Am I the only one who remembers this? During the primaries, Romney and Ryan handed out fucking sandwiches to the sheeple who came out and rocked the Republican vote! It turns out that giving voters anything valued over one dollar as an incentive to vote is ILLEGAL! Like, “disqualified” illegal!
I hope those were really good sandwiches! I hope they were really REALLY good fuckin’ sandwiches! Piled high with luncheon loaf made from pressing the flesh of the poor into a “loaf”, sliced thin and slathered with Koch cum, and wrapped in 24karrat gold leaf paper (the same kind used as TP in the Romney household).
All bullshit aside, this was real actual voter fraud! Someone should press charges! Who’s job would that be? Why, it would be the job of Waukesha County, Wisconsin District Attorney Brad D. Schimel (R). Why, is that a Capitol “R” I see after his name? Well, then I’m SURE justice will be served! And by “justice” I mean “sandwiches”.

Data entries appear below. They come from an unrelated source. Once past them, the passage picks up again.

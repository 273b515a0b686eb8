use crate::config::{StoreBackend, StoreConfig};
use crate::deployment::endpoint_id;
use crate::models::{Region, RegionList};
use crate::services::{DocumentStore, MemoryDocumentStore, MongoDocumentStore, RegionalHandler};
use async_trait::async_trait;
use secrecy::ExposeSecret;
use service_core::error::AppError;
use std::sync::Arc;

/// Settings shared by every region: account, database and container.
#[derive(Debug, Clone)]
pub struct GlobalContext {
    pub store: StoreConfig,
    pub app_name: String,
}

/// Opens a store client for one region.
#[async_trait]
pub trait StoreConnector: Send + Sync {
    async fn connect(
        &self,
        context: &GlobalContext,
        region: &Region,
    ) -> Result<Arc<dyn DocumentStore>, AppError>;
}

/// Connects to whatever backend the configuration names.
pub struct BackendConnector;

#[async_trait]
impl StoreConnector for BackendConnector {
    async fn connect(
        &self,
        context: &GlobalContext,
        region: &Region,
    ) -> Result<Arc<dyn DocumentStore>, AppError> {
        let store = &context.store;
        match store.backend {
            StoreBackend::Mongodb => {
                let mongo = MongoDocumentStore::connect(
                    store.uri.expose_secret(),
                    &store.database,
                    &store.container,
                    region,
                    store.timeout(),
                    &context.app_name,
                )
                .await?;
                Ok(Arc::new(mongo))
            }
            StoreBackend::Memory => {
                let memory = match &store.seed_path {
                    Some(path) => MemoryDocumentStore::from_seed_file(region.clone(), path).await?,
                    None => MemoryDocumentStore::new(region.clone()),
                };
                Ok(Arc::new(memory))
            }
        }
    }
}

/// A handler bound to one region plus the id of its provisioned endpoint.
#[derive(Clone)]
pub struct RegionalEndpoint {
    pub id: String,
    pub region: Region,
    pub handler: Arc<RegionalHandler>,
}

pub struct HandlerFactory {
    context: GlobalContext,
    connector: Arc<dyn StoreConnector>,
}

impl HandlerFactory {
    pub fn new(context: GlobalContext) -> Self {
        Self::with_connector(context, Arc::new(BackendConnector))
    }

    pub fn with_connector(context: GlobalContext, connector: Arc<dyn StoreConnector>) -> Self {
        Self { context, connector }
    }

    pub fn context(&self) -> &GlobalContext {
        &self.context
    }

    /// Build the endpoint for `region`; its store prefers that region's replica.
    pub async fn build(&self, region: &Region) -> Result<RegionalEndpoint, AppError> {
        let store = self.connector.connect(&self.context, region).await?;
        if store.region() != region {
            return Err(AppError::InternalError(anyhow::anyhow!(
                "store for {} is bound to {}",
                region,
                store.region()
            )));
        }

        let endpoint = RegionalEndpoint {
            id: endpoint_id(region),
            region: region.clone(),
            handler: Arc::new(RegionalHandler::new(store)),
        };
        tracing::info!(endpoint = %endpoint.id, region = %region, "Regional handler ready");
        Ok(endpoint)
    }

    pub async fn build_all(&self, regions: &RegionList) -> Result<Vec<RegionalEndpoint>, AppError> {
        let mut endpoints = Vec::with_capacity(regions.len());
        for region in regions {
            endpoints.push(self.build(region).await?);
        }
        Ok(endpoints)
    }
}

• He hates a big, spendy government…
…unless it’s a Republican one! Then it’s awesome!

Goddamn those “tax & spend” liberals with their “help the disadvantaged” bullshit! What about me? I’m white and male! Wheres MY free government stuff?! What do ya mean I’m at an advantage over minorities simply by being born white and male?! That’s fuckin’ bullshit, man! I should be a racist! How hard can that be? Do I need to practice being racist? Perhaps… Let’s see… Obama is so black…how black is he? Uh…he’s so black, the cops beat his shadow! Naw, that sucks. How about; He’s so black, that his fried chicken and watermelon smokes crack and collects welfare! Shit…I’m not very good at being racist. Maybe I’m trying too hard. I need to call Ron Paul. If ANYONE knows how to be a huge racist asshole, it’s Ron Paul.

While I practice racism, I feel the need to point out that Paul Ryan’s reputation for being some kind of watchdog for government spending is a hoax and a sham. He’s just like every Repub we’ve seen over the last decade. Oh, he pretends to be a budget hawk. And the lame-stream media of Fux News will back him up. But look at this fucker’s record. It would seem he only pretends to give a shit when it’s a Democrat’s idea. He voted for all of the shit Dubya asked for. He went for TARP, the Auto bailout, and the Big Bank Bailout. That stuff was all a-ok! But Medicare? Or anything else that would benefit the poor? Fuuuuuuuuuuuccccccckkkkkkk YOU!
Paul Ryan was born into wealth. The only private sector job he’s ever had was the family business of grinding homeless children into monocles. He’s never worked a day in his fucking life. Remember that in November.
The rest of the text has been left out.